Experience in other contexts shows that highly authoritarian approaches to ‘terror’ threats tend to have significant negative impacts on conflict dynamics for several reasons. First, when constructive channels to push for political change are shut down, this can push dissenters towards violent tactics. Second, dissidents can feel impelled to join violent groups in order to protect themselves from torture, arbitrary arrest and extra-judicial killings. And third, the deep anger generated by repressive responses tend to feed support for armed rebellion where options for pursuing it exist.
While it may seem logical to expect a government to change an authoritarian and abusive CT strategy if it proves counter-productive, in many contexts perverse incentives come into play. ‘Terrorists’ become ‘useful enemies’ – providing a strong pretext for crackdowns on political opponents, deflecting international criticism and securing international support.
In Egypt’s case, as Peter Oborne has argued:
“Western governments, especially Britain’s, have sent a fatal message to the Egyptian people. They will be allowed democracy only if they choose governments of which the West approves. That message is a terrible gift to Islamic State as it seeks to recruit the millions of disillusioned supporters of the Muslim Brotherhood”.
In backing Sisi, international actors are once again playing a dangerous game of short-term expediency. The willingness to put energy interests and profits from arms sales ahead of human rights and justice risks undermining both human and international security – and therefore represents a clear failure of judgment and leadership. While it is true that Western countries need to cooperate with Egypt over Libya, Israel and Palestine, the risk is that Egypt feels incentivised to maintain a bargaining chip in Libya by undermining Western interests rather than playing a constructive role.
In fact, Egypt has much to lose from any cooling in relations with the West (in terms of investment, trade, arms and political legitimacy). The question for Western partners should thus be how to recalibrate the partnership with Egypt to put in place real incentives and support for a changed approach that can address the deep political grievances and polarisation that have arisen from the bitter struggle for the state and abusive CT efforts.
True friends do not take blood money from a country that is in the process of brutalising its citizens towards new levels of instability. If the status quo persists, the situation could easily degenerate into a deeper crisis, with disastrous consequences across an already convulsive MENA region. Elements of the recalibration that is required include:
Providing fewer arms and less military assistance
For the EU, this means adherence to its existing laws. Similarly, the US needs to consider the impacts of its military assistance and training on Egyptian democracy.
Pushing for political inclusion and human rights
It is vital to develop a collective strategy for encouraging Egypt to recognise historic lessons about the important role of political inclusion and human rights in achieving peace and stability.

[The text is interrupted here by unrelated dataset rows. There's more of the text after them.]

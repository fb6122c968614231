pub mod dom;
pub mod focus_trap;
pub mod lifecycle;

use web_sys::KeyboardEvent;
use yew::prelude::*;

use crate::hooks::use_focus_trap::{use_focus_trap, FocusTrapConfig, TrapOptions};

#[derive(Properties, PartialEq)]
pub struct DialogProps {
    #[prop_or_default]
    pub title: Option<AttrValue>,
    #[prop_or_default]
    pub small: bool,
    #[prop_or_default]
    pub large: bool,
    /// Keep the dialog open when Escape is pressed
    #[prop_or_default]
    pub disable_escape: bool,
    /// Called with the keydown event when Escape requests closing the dialog.
    /// The dialog never closes itself; the parent decides whether to unmount it.
    #[prop_or_default]
    pub on_close: Option<Callback<KeyboardEvent>>,
    #[prop_or_default]
    pub config: FocusTrapConfig,
    #[prop_or_default]
    pub children: Children,
}

/// Modal overlay that traps keyboard focus in its content while mounted
#[function_component(Dialog)]
pub fn dialog(props: &DialogProps) -> Html {
    let content_ref = use_node_ref();
    let active = use_focus_trap(
        content_ref.clone(),
        TrapOptions {
            disable_escape: props.disable_escape,
            on_close: props.on_close.clone(),
        },
        props.config.clone(),
    );

    let active_class = active.then_some("active");

    html! {
        <div class={classes!("overlay", active_class)}>
            <div class={classes!(
                "modal",
                active_class,
                props.small.then_some("small"),
                props.large.then_some("large")
            )}>
                {if let Some(title) = &props.title {
                    html! { <h3 class="modal-header">{title.clone()}</h3> }
                } else {
                    html! {}
                }}
                <div
                    class={classes!("modal-content", props.title.is_none().then_some("first"))}
                    ref={content_ref}
                >
                    {for props.children.iter()}
                </div>
            </div>
        </div>
    }
}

To make progress, authorities need to end the crackdown on opposition actors, and instead pursue dialogue, trust and reconciliation to enable those who are willing to renounce violent methods to find meaningful channels for constructive engagement with Egypt’s future.
International actors need to be creative, flexible and robust in maintaining at all costs support for free speech, independent reporting, legal representation and other key pillars of political inclusion and accountability in Egypt. This should mean focusing diplomatic attention on the situation in Egypt and pressing for accountability for human rights abuses, both at international level and through assiduous solidarity with civil society and other change agents inside the country.
As part of the push for progress in Egypt, it will also be important for Western actors to persuade other regional players – applying pressure where needed – to end their unconditional support for Egyptian authoritarianism and promote political reconciliation between the regime and the MB, pointing out the dangers for regional stability if the status quo is maintained.
Promote a different security and justice approach
Egyptian authorities also need to recognise the dangers of overly militarised and indiscriminately violent approaches to CT, and consequently pursue a new approach to security and justice provision. Although violent groups pose a genuine threat that does need to be dealt with, in part by the criminal justice system, Egypt urgently needs to tackle human rights abuses within its security and justice apparatus. Priorities for reform should include a clampdown on military tactics that indiscriminately target or harm civilians, especially in North Sinai. By changing tactics, Egypt can expect to see a tangible decline in those joining violent groups and perpetrating attacks because of resentment of state abuses.
64. See: Keen D, Attree L (2015) ‘Dilemmas of counter-terror, stabilisation and state-building’, Saferworld
65. See: Keen D (2012), Useful Enemies, (Yale University Press)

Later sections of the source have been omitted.